The mentions in Roman times refer to the lower course. The Tyrolean section was first called Aenus by Venantius Fortunatus in the 6th century. The name Engadin and the Romansh name En indicate that the upper reaches of the river have always been called this way. Even though it was occasionally believed that the Inn originated near the Adige at the Reschen Pass, since the 16th century at the latest the origin has been seen uniformly in the area of the lakes at the Maloja Pass.
The source is located in the Swiss Alps, west of St. Moritz in the Engadine region, which is named after the river (Romansh Engiadina; Latin vallis Eniatina). Shortly after it leaves its source, the Inn flows through the largest lakes on its course, Lake Sils and Lake Silvaplana. It runs north-eastwards, entering Austria, and from Landeck eastwards through the Austrian state of Tyrol and its capital, Innsbruck (bridge over the Inn), and crosses the border into Bavaria near Kufstein.

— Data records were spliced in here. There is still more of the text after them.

use std::fmt;
use std::sync::Arc;
use std::time::Duration;

use tokio::sync::{Mutex, MutexGuard};
use tokio::time::{timeout, Instant};

// ---------------------------------------------------------------------------
// Public type alias
// ---------------------------------------------------------------------------

/// Session state shared between the network service, the publisher and the
/// event dispatcher.
pub type SharedSession<H> = Arc<Mutex<SessionState<H>>>;

// ---------------------------------------------------------------------------
// Core types
// ---------------------------------------------------------------------------

#[derive(Debug, Clone, Copy, Default, PartialEq, Eq)]
pub enum ConnectionStatus {
    #[default]
    Disconnected,
    Connecting,
    Connected,
}

impl fmt::Display for ConnectionStatus {
    fn fmt(&self, f: &mut fmt::Formatter<'_>) -> fmt::Result {
        match self {
            Self::Disconnected => write!(f, "disconnected"),
            Self::Connecting => write!(f, "connecting"),
            Self::Connected => write!(f, "connected"),
        }
    }
}

/// Rate limit for connect attempts.
#[derive(Debug, Clone)]
pub struct ReconnectTimer {
    cooldown: Duration,
    last_attempt: Option<Instant>,
    attempts: u32,
}

impl ReconnectTimer {
    pub fn new(cooldown: Duration) -> Self {
        Self {
            cooldown,
            last_attempt: None,
            attempts: 0,
        }
    }

    /// True when no attempt has been made yet or `cooldown` has fully elapsed
    /// since the last one.
    pub fn is_due(&self, now: Instant) -> bool {
        match self.last_attempt {
            None => true,
            Some(last) => now.saturating_duration_since(last) >= self.cooldown,
        }
    }

    pub fn record_attempt(&mut self, now: Instant) {
        self.last_attempt = Some(now);
        self.attempts = self.attempts.saturating_add(1);
    }

    pub fn attempts(&self) -> u32 {
        self.attempts
    }

    pub fn cooldown(&self) -> Duration {
        self.cooldown
    }
}

/// Everything guarded by the session lock.
pub struct SessionState<H> {
    pub(crate) handle: H,
    pub(crate) status: ConnectionStatus,
    pub(crate) reconnect: ReconnectTimer,
}

// ---------------------------------------------------------------------------
// Construction & access
// ---------------------------------------------------------------------------

impl<H> SessionState<H> {
    pub fn new(handle: H, cooldown: Duration) -> Self {
        Self {
            handle,
            status: ConnectionStatus::Disconnected,
            reconnect: ReconnectTimer::new(cooldown),
        }
    }

    pub fn shared(handle: H, cooldown: Duration) -> SharedSession<H> {
        Arc::new(Mutex::new(Self::new(handle, cooldown)))
    }

    pub fn status(&self) -> ConnectionStatus {
        self.status
    }

    pub fn is_connected(&self) -> bool {
        self.status == ConnectionStatus::Connected
    }

    pub fn reconnect(&self) -> &ReconnectTimer {
        &self.reconnect
    }
}

/// Acquire the session lock, giving up after `wait`.
///
/// Scheduled activities use this so a busy lock costs one tick instead of
/// stalling the cadence.
pub async fn try_lock_for<H>(
    shared: &SharedSession<H>,
    wait: Duration,
) -> Option<MutexGuard<'_, SessionState<H>>> {
    timeout(wait, shared.lock()).await.ok()
}

// ===========================================================================
// Tests
// ===========================================================================
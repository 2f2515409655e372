//! Turns protocol-engine events into session-state transitions and indicator
//! actions.
//!
//! The dispatcher runs on the network-service call stack, right after the
//! engine step that produced the event.  Status writes take the same lock as
//! the scheduled activities; it is awaited rather than tried so no connection
//! event is ever dropped.

use std::sync::Arc;

use tracing::{debug, info, warn};

use crate::command::LedCommand;
use crate::engine::{ConnectStatus, EngineEvent, SessionHandle};
use crate::indicator::IndicatorSink;
use crate::session::SessionManager;
use crate::state::{ConnectionStatus, SharedSession};

pub struct EventDispatcher<H, I> {
    session: Arc<SessionManager>,
    shared: SharedSession<H>,
    indicator: I,
}

impl<H: SessionHandle, I: IndicatorSink> EventDispatcher<H, I> {
    pub fn new(session: Arc<SessionManager>, shared: SharedSession<H>, indicator: I) -> Self {
        Self {
            session,
            shared,
            indicator,
        }
    }

    pub async fn dispatch(&mut self, event: EngineEvent) {
        match event {
            EngineEvent::Connection(status) => self.on_connection(status).await,
            EngineEvent::Message { topic, payload } => {
                self.on_incoming_publish(&topic, payload.len());
                self.on_incoming_data(&payload);
            }
        }
    }

    /// Connection-status callback.  The only place that moves the session
    /// out of `Connecting` or `Connected`.
    pub async fn on_connection(&mut self, status: ConnectStatus) {
        let mut st = self.shared.lock().await;
        let previous = st.status;

        if status.is_accepted() {
            st.status = ConnectionStatus::Connected;
            info!(client_id = %self.session.identity(), "connected to broker");
            self.session.announce_online(&mut *st);
            self.session.subscribe_commands(&mut *st);
        } else {
            st.status = ConnectionStatus::Disconnected;
            warn!(%previous, "session down: {status}");
        }
    }

    /// Announces an inbound message.  Informational only: payloads always
    /// arrive in a single data callback.
    pub fn on_incoming_publish(&self, topic: &str, total_len: usize) {
        debug!(%topic, total_len, "incoming publish");
    }

    /// Decode a command payload and apply it immediately.
    pub fn on_incoming_data(&mut self, payload: &[u8]) {
        let cmd = LedCommand::decode(payload);
        info!(
            topic = %self.session.topics().command,
            payload = %String::from_utf8_lossy(payload),
            command = %cmd,
            "command received"
        );
        self.indicator.apply(cmd);
    }
}

// ===========================================================================
// Tests
// ===========================================================================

On Bavarian territory the river runs northwards and passes Rosenheim, Wasserburg am Inn, and Waldkraiburg; then it turns east, runs through Mühldorf and Neuötting and is enlarged by two major tributaries, the Alz and the Salzach. From here to the Danube, it forms the border between Germany (Bavaria) and Austria (Upper Austria). Towns on this last section of the river are Marktl am Inn, Simbach on Inn, Braunau am Inn and Schärding.

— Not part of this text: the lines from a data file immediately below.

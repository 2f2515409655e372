//! Seam between the session core and the MQTT protocol engine.
//!
//! The engine is split in two halves so the lock discipline can be expressed
//! in types:
//!
//! - [`SessionHandle`] is the command half (connect / publish / subscribe).
//!   It lives inside the shared session state and is only reachable through
//!   the lock guard.  Every method is a non-blocking enqueue.
//! - [`EngineDriver`] is the I/O half.  It is owned by the network-service
//!   activity and stepped *outside* the lock.  Each step yields at most one
//!   [`EngineEvent`], which the dispatcher turns into state transitions.

use std::fmt;
use std::future::Future;
use std::time::Duration;

use thiserror::Error;

// ---------------------------------------------------------------------------
// Connection parameters
// ---------------------------------------------------------------------------

/// MQTT delivery-assurance level, independent of the engine crate.
#[derive(Debug, Clone, Copy, PartialEq, Eq)]
pub enum Qos {
    AtMostOnce,
    AtLeastOnce,
    ExactlyOnce,
}

#[derive(Debug, Clone, PartialEq, Eq)]
pub struct BrokerEndpoint {
    pub host: String,
    pub port: u16,
}

impl fmt::Display for BrokerEndpoint {
    fn fmt(&self, f: &mut fmt::Formatter<'_>) -> fmt::Result {
        write!(f, "{}:{}", self.host, self.port)
    }
}

#[derive(Clone, PartialEq, Eq)]
pub struct Credentials {
    pub username: String,
    pub password: String,
}

// Keep the password out of logs.
impl fmt::Debug for Credentials {
    fn fmt(&self, f: &mut fmt::Formatter<'_>) -> fmt::Result {
        f.debug_struct("Credentials")
            .field("username", &self.username)
            .field("password", &"***")
            .finish()
    }
}

/// Message the broker publishes on our behalf if the session dies uncleanly.
#[derive(Debug, Clone, PartialEq, Eq)]
pub struct LastWill {
    pub topic: String,
    pub payload: Vec<u8>,
    pub qos: Qos,
    pub retain: bool,
}

/// Everything needed to open a session.  Built once at startup.
#[derive(Debug, Clone, PartialEq, Eq)]
pub struct ConnectParams {
    pub endpoint: BrokerEndpoint,
    pub client_id: String,
    pub credentials: Option<Credentials>,
    pub keep_alive: Duration,
    pub connect_timeout: Duration,
    pub last_will: Option<LastWill>,
}

// ---------------------------------------------------------------------------
// Events
// ---------------------------------------------------------------------------

/// Outcome reported by the engine's connection-status callback.
#[derive(Debug, Clone, PartialEq, Eq)]
pub enum ConnectStatus {
    /// Broker accepted the session (CONNACK return code 0).
    Accepted,
    /// Broker refused the session with an MQTT 3.1.1 CONNACK return code.
    Refused(u8),
    /// No answer within the transport's connect timeout.
    Timeout,
    /// An established or pending session was lost.
    TransportLost(String),
}

impl ConnectStatus {
    pub fn is_accepted(&self) -> bool {
        matches!(self, Self::Accepted)
    }
}

impl fmt::Display for ConnectStatus {
    fn fmt(&self, f: &mut fmt::Formatter<'_>) -> fmt::Result {
        match self {
            Self::Accepted => write!(f, "accepted"),
            Self::Refused(code) => write!(f, "refused ({code}: {})", refusal_reason(*code)),
            Self::Timeout => write!(f, "timed out"),
            Self::TransportLost(why) => write!(f, "transport lost: {why}"),
        }
    }
}

/// Human-readable meaning of an MQTT 3.1.1 CONNACK return code.
pub fn refusal_reason(code: u8) -> &'static str {
    match code {
        0 => "connection accepted",
        1 => "unacceptable protocol version",
        2 => "identifier rejected",
        3 => "server unavailable",
        4 => "bad user name or password",
        5 => "not authorized",
        _ => "unknown return code",
    }
}

/// One callback-worth of engine activity.
#[derive(Debug, Clone, PartialEq, Eq)]
pub enum EngineEvent {
    Connection(ConnectStatus),
    /// An inbound publish.  The payload always arrives in one piece.
    Message { topic: String, payload: Vec<u8> },
}

// ---------------------------------------------------------------------------
// Errors
// ---------------------------------------------------------------------------

#[derive(Debug, Error)]
pub enum EngineError {
    #[error("session is not connected")]
    NotConnected,
    #[error("protocol engine has shut down")]
    Closed,
    #[error("request rejected by protocol engine: {0}")]
    Rejected(String),
}

// ---------------------------------------------------------------------------
// Traits
// ---------------------------------------------------------------------------

/// Command half of the engine.  Calls must never block.
pub trait SessionHandle: Send {
    /// Start an asynchronous connect using `params`.  Completion is reported
    /// later as an [`EngineEvent::Connection`] from the driver.
    fn connect(&mut self, params: &ConnectParams) -> Result<(), EngineError>;

    fn publish(
        &mut self,
        topic: &str,
        payload: &[u8],
        qos: Qos,
        retain: bool,
    ) -> Result<(), EngineError>;

    fn subscribe(&mut self, topic: &str, qos: Qos) -> Result<(), EngineError>;
}

/// I/O half of the engine.
pub trait EngineDriver: Send {
    /// Drive network I/O once.  Returns `None` when the step produced nothing
    /// the core cares about (or when no session is armed).
    fn step(&mut self) -> impl Future<Output = Option<EngineEvent>> + Send;
}

// ===========================================================================
// Test doubles
// ===========================================================================


// ===========================================================================
// Tests
// ===========================================================================
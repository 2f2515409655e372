//! Per-boot MQTT client identity: `<base><last 3 hardware-id bytes as hex>`.

use std::fmt;
use std::path::Path;

use anyhow::{anyhow, bail, Context, Result};

/// MQTT 3.1 servers are only required to accept client ids this long.
pub const MAX_CLIENT_ID_LEN: usize = 23;

/// Hex digits appended to the base.
pub const SUFFIX_LEN: usize = 6;

// ---------------------------------------------------------------------------
// Hardware identifier
// ---------------------------------------------------------------------------

/// Six-byte MAC-style hardware identifier.
#[derive(Debug, Clone, Copy, PartialEq, Eq)]
pub struct HardwareId(pub [u8; 6]);

impl HardwareId {
    /// Parse `AA:BB:CC:DD:EE:FF`, `AA-BB-CC-DD-EE-FF` or `AABBCCDDEEFF`.
    pub fn parse(s: &str) -> Result<Self> {
        let hex: String = s
            .trim()
            .chars()
            .filter(|c| *c != ':' && *c != '-')
            .collect();
        if hex.len() != 12 || !hex.chars().all(|c| c.is_ascii_hexdigit()) {
            bail!("invalid hardware id {s:?} (expected 6 hex bytes)");
        }

        let mut bytes = [0u8; 6];
        for (i, byte) in bytes.iter_mut().enumerate() {
            *byte = u8::from_str_radix(&hex[i * 2..i * 2 + 2], 16)
                .map_err(|e| anyhow!("invalid hardware id {s:?}: {e}"))?;
        }
        Ok(Self(bytes))
    }

    /// Read the MAC of `iface`, or of the first non-loopback interface with a
    /// non-zero address when `iface` is `None`.
    pub fn discover(sysfs_net: &Path, iface: Option<&str>) -> Result<Self> {
        if let Some(name) = iface {
            return Self::read_address(&sysfs_net.join(name).join("address"))
                .with_context(|| format!("no hardware id for interface {name}"));
        }

        let mut names: Vec<String> = std::fs::read_dir(sysfs_net)
            .with_context(|| format!("failed to list {}", sysfs_net.display()))?
            .filter_map(|e| e.ok())
            .map(|e| e.file_name().to_string_lossy().into_owned())
            .filter(|n| n != "lo")
            .collect();
        names.sort();

        for name in &names {
            if let Ok(id) = Self::read_address(&sysfs_net.join(name).join("address")) {
                if id.0 != [0; 6] {
                    tracing::debug!(iface = %name, "hardware id discovered");
                    return Ok(id);
                }
            }
        }
        bail!("no network interface with a hardware address found");
    }

    fn read_address(path: &Path) -> Result<Self> {
        let raw = std::fs::read_to_string(path)
            .with_context(|| format!("failed to read {}", path.display()))?;
        Self::parse(&raw)
    }

    /// Upper-case hex of the last three bytes.
    pub fn suffix(&self) -> String {
        let [.., a, b, c] = self.0;
        format!("{a:02X}{b:02X}{c:02X}")
    }
}

impl fmt::Display for HardwareId {
    fn fmt(&self, f: &mut fmt::Formatter<'_>) -> fmt::Result {
        let [a, b, c, d, e, g] = self.0;
        write!(f, "{a:02X}:{b:02X}:{c:02X}:{d:02X}:{e:02X}:{g:02X}")
    }
}

// ---------------------------------------------------------------------------
// Session identity
// ---------------------------------------------------------------------------

/// Client identity presented to the broker.  Never changes after startup.
#[derive(Debug, Clone, PartialEq, Eq)]
pub struct SessionIdentity(String);

impl SessionIdentity {
    pub fn derive(base: &str, hw: &HardwareId) -> Self {
        Self(format!("{base}{}", hw.suffix()))
    }

    pub fn as_str(&self) -> &str {
        &self.0
    }
}

impl fmt::Display for SessionIdentity {
    fn fmt(&self, f: &mut fmt::Formatter<'_>) -> fmt::Result {
        f.write_str(&self.0)
    }
}

// ===========================================================================
// Tests
// ===========================================================================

In Passau the Inn finally enters the Danube (as does the river Ilz there). Although the Inn has a greater average flow than the Danube when they converge in Passau, and its watershed contains the Piz Bernina, the highest point in the Danube watershed, the Inn is considered a tributary of the Danube, which has a greater length, drains a larger surface area, and has a more consistent flow. The Inn is the only river originating in Switzerland that ends in the Black Sea (via the Danube).

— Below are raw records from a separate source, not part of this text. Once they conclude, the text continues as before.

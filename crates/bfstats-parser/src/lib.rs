//! Parser for the text logs produced by the Bloom-filter attack benchmark.
//!
//! A run log is line-oriented and positional: a fixed-shape header
//! describing the filter configuration, a progress region terminated by a
//! completion marker, and a sequence of density tables of which only the
//! per-traversal guess-set triplets survive into the parsed result. The
//! parser walks the log with a [`LineCursor`] so every failure can name the
//! file, line, and what was expected there.
//!
//! Structural damage (truncation, unrecognizable header lines, ragged
//! tables) is a hard error. Suspicious-but-usable numbers, such as trial
//! counts that disagree with the completion marker, are collected as
//! [`Diagnostics`](bfstats_model::Diagnostics) on the [`ParsedRun`] instead.

pub mod cursor;
pub mod density;
pub mod reconcile;
pub mod run;

pub use cursor::LineCursor;
pub use density::read_density;
pub use reconcile::reconcile_triplet;
pub use run::{ParsedRun, parse_run_file, parse_run_str};
//! Positional line cursor over a run log.

use bfstats_error::{Result, StatsError};
use regex::Regex;

/// A cursor over the lines of one log file.
///
/// The cursor owns the position; callers describe each step (skip a fixed
/// count, consume a line that must match a pattern, scan forward for a
/// marker) and get typed errors carrying the file and 1-based line number
/// when the log does not have the expected shape.
#[derive(Debug)]
pub struct LineCursor<'a> {
    path: &'a str,
    lines: Vec<&'a str>,
    pos: usize,
}

impl<'a> LineCursor<'a> {
    #[must_use]
    pub fn new(path: &'a str, text: &'a str) -> Self {
        Self {
            path,
            lines: text.lines().collect(),
            pos: 0,
        }
    }

    #[must_use]
    pub fn path(&self) -> &str {
        self.path
    }

    /// 1-based number of the next line to be consumed.
    #[must_use]
    pub fn line_number(&self) -> usize {
        self.pos + 1
    }

    /// Discard `n` lines. `expecting` names the region for the error when
    /// the log ends early.
    pub fn skip(&mut self, n: usize, expecting: &str) -> Result<()> {
        if self.pos + n > self.lines.len() {
            return Err(self.eof(expecting));
        }
        self.pos += n;
        Ok(())
    }

    /// Consume and return the next line.
    pub fn next_line(&mut self, expecting: &str) -> Result<&'a str> {
        let line = self
            .lines
            .get(self.pos)
            .copied()
            .ok_or_else(|| self.eof(expecting))?;
        self.pos += 1;
        Ok(line)
    }

    /// Consume the next line, which must match `re`; returns the first
    /// capture group.
    pub fn capture(&mut self, re: &Regex, field: &'static str) -> Result<String> {
        let line_number = self.line_number();
        let line = self.next_line(field)?;
        match re.captures(line) {
            Some(caps) => Ok(caps[1].to_owned()),
            None => Err(StatsError::HeaderField {
                path: self.path.to_owned(),
                line: line_number,
                field,
                text: line.to_owned(),
            }),
        }
    }

    /// Advance until a line matches `re`, consuming it. Returns the matched
    /// line's number and first capture group, or `None` if the log ends
    /// first (the cursor is then at the end).
    pub fn scan_capture(&mut self, re: &Regex) -> Option<(usize, String)> {
        while self.pos < self.lines.len() {
            let line_number = self.line_number();
            let line = self.lines[self.pos];
            self.pos += 1;
            if let Some(caps) = re.captures(line) {
                return Some((line_number, caps[1].to_owned()));
            }
        }
        None
    }

    fn eof(&self, expecting: &str) -> StatsError {
        StatsError::UnexpectedEof {
            path: self.path.to_owned(),
            expecting: expecting.to_owned(),
        }
    }
}
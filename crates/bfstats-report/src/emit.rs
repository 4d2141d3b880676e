//! CSV emission.

use std::fs::File;
use std::io::{BufWriter, Write};
use std::path::Path;

use bfstats_error::{Result, StatsError};
use bfstats_model::{CategoryMap, MergedResult, Strategy};
use tracing::debug;

/// Writes one CSV per strategy next to `stem`, e.g. a stem of
/// `results/run1` produces `results/run1-dfs.csv` and friends.
///
/// `aux` is prepended verbatim to every row, including any separator it
/// carries.
pub fn write_reports(merged: &MergedResult, stem: &str, aux: &str) -> Result<()> {
    for strategy in Strategy::ALL {
        let path = format!("{stem}{}", strategy.csv_suffix());
        debug!(strategy = %strategy, path = %path, "writing csv");
        write_category_csv(&merged.stats(strategy).table, Path::new(&path), aux)?;
    }
    Ok(())
}

/// Writes one category map as CSV rows `{aux}{key}, {correct},
/// {incorrect}, {total}`, ascending by category key.
pub fn write_category_csv(table: &CategoryMap, path: &Path, aux: &str) -> Result<()> {
    let file = File::create(path).map_err(io_err(path))?;
    let mut out = BufWriter::new(file);
    for (key, counts) in table {
        writeln!(
            out,
            "{aux}{key}, {}, {}, {}",
            counts.correct, counts.incorrect, counts.total
        )
        .map_err(io_err(path))?;
    }
    out.flush().map_err(io_err(path))
}

fn io_err(path: &Path) -> impl FnOnce(std::io::Error) -> StatsError + '_ {
    move |error| StatsError::io(path.display().to_string(), error)
}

- Right tributaries (in downstream order): Flaz, Spöl, Clemgia, Faggenbach, Pitzbach, Ötztaler Ache, Melach, Sill, Ziller, Alpbach, Wildschönauer Ache, Brixentaler Ache, Weißache, Kaiserbach, Rohrdorfer Ache, Sims, Murn, Alz, Salzach, Enknach, Mattig, Ach, Hartbach, Antiesen, Pram
- Left tributaries (in downstream order; two different rivers called Rott exist): Beverin, Schergenbach, Sanna, Gurglbach, Höttinger Bach, Mühlauer Bach, Brandenberger Ache, Kieferbach, Auerbach, Kirchbach, Mangfall, Rott, Attel, Isen, Rott
Average monthly flow (m³/s) of the Inn in Passau
On June 3, 2013, the discharge of the Inn in Passau reached 6,820 m3/s (241,000 cu ft/s) and the water levels reached 12.85 m (42.2 ft), the highest recorded historic flood level since 1501. The historic centre of Passau, where the Danube, Inn and Ilz converge, was flooded severely.
Hydroelectric power plants
|Dam||Nameplate capacity (MW)||Annual generation (Mio. kwh)|
- Complete table of the Bavarian Waterbody Register by the Bavarian State Office for the Environment (xls, 10.3 MB)
- Richard J.A. Talbert, ed. (2000). Barrington Atlas of the Greek and Roman World: Map-By-Map Directory. I. Princeton, NJ and Oxford, UK: Princeton University Press. p. 171. ISBN 0691049459.
- "Wolf-Armin Frhr. v. Reitzenstein: Lexikon bayerischer Ortsnamen. Herkunft und Bedeutung. C.H.Beck, Munich 2006
- Otto Stolz: Geschichtskunde der Gewässer Tirols. Schlern-Schriften, Band 32, Innsbruck 1932, S. 6–14 und 83–88 (Digitalisat)
- Arnaud Vendryes: L'Ain : le nom d'une rivière à travers les sources. In: Société d'Emulation du Jura, Travaux 2015, S. 147–168
- "Statistik Passau Ingling / Inn" (in German). www.hnd.bayern.de. Retrieved 2016-04-05.
- "Central Europe Hit by Rains, Floods and Landslides: AIR Analysis". www.insurancejournal.com. 2013-04-06. Retrieved 2016-04-05.
- "VERBUND on the Inn". Verbund. Archived from the original on 2016-03-06. Retrieved 2016-01-18.
- "Elektrizitäts-Produktion" (in German). www.stmoritz-energie.ch. Retrieved 2016-01-18.
- "Zentrale Ova Spin" (in German). Engadiner Kraftwerke. Retrieved 2016-01-18.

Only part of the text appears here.